Among the entries below, find every line that has "INTEGER" and pull it out.

Items from a dataset
※

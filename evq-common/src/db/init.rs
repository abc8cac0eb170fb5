//! Database initialization
//!
//! Creates the database on first run, applies the schema idempotently, and
//! syncs the admin-configured catalog (tiers and questions) into it.

use crate::config::CatalogFile;
use crate::Result;
use sqlx::{sqlite::SqlitePoolOptions, SqlitePool};
use std::path::Path;
use tracing::info;

/// Initialize database connection and create tables if needed
pub async fn init_database(db_path: &Path) -> Result<SqlitePool> {
    let newly_created = !db_path.exists();

    // Create parent directory if it doesn't exist
    if let Some(parent) = db_path.parent() {
        std::fs::create_dir_all(parent)?;
    }

    let db_url = format!("sqlite://{}?mode=rwc", db_path.display());
    let pool = SqlitePoolOptions::new()
        .max_connections(5)
        .connect(&db_url)
        .await?;

    if newly_created {
        info!("Initialized new database: {}", db_path.display());
    } else {
        info!("Opened existing database: {}", db_path.display());
    }

    // Enable foreign keys
    sqlx::query("PRAGMA foreign_keys = ON").execute(&pool).await?;

    // WAL mode: concurrent readers with one writer
    sqlx::query("PRAGMA journal_mode = WAL").execute(&pool).await?;

    // Wait out short-lived write locks instead of failing immediately
    sqlx::query("PRAGMA busy_timeout = 5000").execute(&pool).await?;

    // Schema creation (idempotent - safe to call multiple times)
    create_tiers_table(&pool).await?;
    create_questions_table(&pool).await?;
    create_events_table(&pool).await?;
    create_answers_table(&pool).await?;
    create_submissions_table(&pool).await?;

    Ok(pool)
}

async fn create_tiers_table(pool: &SqlitePool) -> Result<()> {
    sqlx::query(
        r#"
        CREATE TABLE IF NOT EXISTS tiers (
            id TEXT PRIMARY KEY,
            weight INTEGER NOT NULL
        )
        "#,
    )
    .execute(pool)
    .await?;
    Ok(())
}

async fn create_questions_table(pool: &SqlitePool) -> Result<()> {
    sqlx::query(
        r#"
        CREATE TABLE IF NOT EXISTS questions (
            id TEXT PRIMARY KEY,
            label TEXT NOT NULL,
            tier TEXT NOT NULL REFERENCES tiers(id)
        )
        "#,
    )
    .execute(pool)
    .await?;
    Ok(())
}

async fn create_events_table(pool: &SqlitePool) -> Result<()> {
    sqlx::query(
        r#"
        CREATE TABLE IF NOT EXISTS events (
            guid TEXT PRIMARY KEY,
            name TEXT NOT NULL,
            tier TEXT,
            created_at TEXT
        )
        "#,
    )
    .execute(pool)
    .await?;
    Ok(())
}

async fn create_answers_table(pool: &SqlitePool) -> Result<()> {
    sqlx::query(
        r#"
        CREATE TABLE IF NOT EXISTS answers (
            guid TEXT PRIMARY KEY,
            name TEXT NOT NULL,
            question TEXT NOT NULL,
            response INTEGER NOT NULL,
            created_at TEXT NOT NULL
        )
        "#,
    )
    .execute(pool)
    .await?;
    Ok(())
}

async fn create_submissions_table(pool: &SqlitePool) -> Result<()> {
    sqlx::query(
        r#"
        CREATE TABLE IF NOT EXISTS submissions (
            guid TEXT PRIMARY KEY,
            name TEXT NOT NULL,
            answer_ids TEXT NOT NULL,
            tier TEXT NOT NULL,
            created_at TEXT NOT NULL
        )
        "#,
    )
    .execute(pool)
    .await?;
    Ok(())
}

/// Sync the admin-configured catalog into the database.
///
/// Upserts every declared tier and question. Entries removed from the file
/// are also removed from the database, so the file is the single source of
/// truth for the catalog. Past answer/submission records are untouched.
pub async fn apply_catalog(pool: &SqlitePool, catalog: &CatalogFile) -> Result<()> {
    for tier in &catalog.tiers {
        sqlx::query(
            "INSERT INTO tiers (id, weight) VALUES (?, ?)
             ON CONFLICT(id) DO UPDATE SET weight = excluded.weight",
        )
        .bind(&tier.id)
        .bind(tier.weight)
        .execute(pool)
        .await?;
    }

    for question in &catalog.questions {
        sqlx::query(
            "INSERT INTO questions (id, label, tier) VALUES (?, ?, ?)
             ON CONFLICT(id) DO UPDATE SET label = excluded.label, tier = excluded.tier",
        )
        .bind(&question.id)
        .bind(&question.label)
        .bind(&question.tier)
        .execute(pool)
        .await?;
    }

    // Drop catalog entries no longer present in the file.
    // Questions first so the tier foreign key never dangles.
    let question_ids: Vec<String> = catalog.questions.iter().map(|q| q.id.clone()).collect();
    prune_missing(pool, "questions", "id", &question_ids).await?;
    let tier_ids: Vec<String> = catalog.tiers.iter().map(|t| t.id.clone()).collect();
    prune_missing(pool, "tiers", "id", &tier_ids).await?;

    info!(
        tiers = catalog.tiers.len(),
        questions = catalog.questions.len(),
        "Applied classification catalog"
    );
    Ok(())
}

async fn prune_missing(
    pool: &SqlitePool,
    table: &str,
    key_column: &str,
    keep: &[String],
) -> Result<()> {
    if keep.is_empty() {
        sqlx::query(&format!("DELETE FROM {}", table))
            .execute(pool)
            .await?;
        return Ok(());
    }
    let placeholders = vec!["?"; keep.len()].join(", ");
    let sql = format!(
        "DELETE FROM {} WHERE {} NOT IN ({})",
        table, key_column, placeholders
    );
    let mut query = sqlx::query(&sql);
    for id in keep {
        query = query.bind(id);
    }
    query.execute(pool).await?;
    Ok(())
}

※

RESPONSE:
            weight INTEGER NOT NULL
            response INTEGER NOT NULL,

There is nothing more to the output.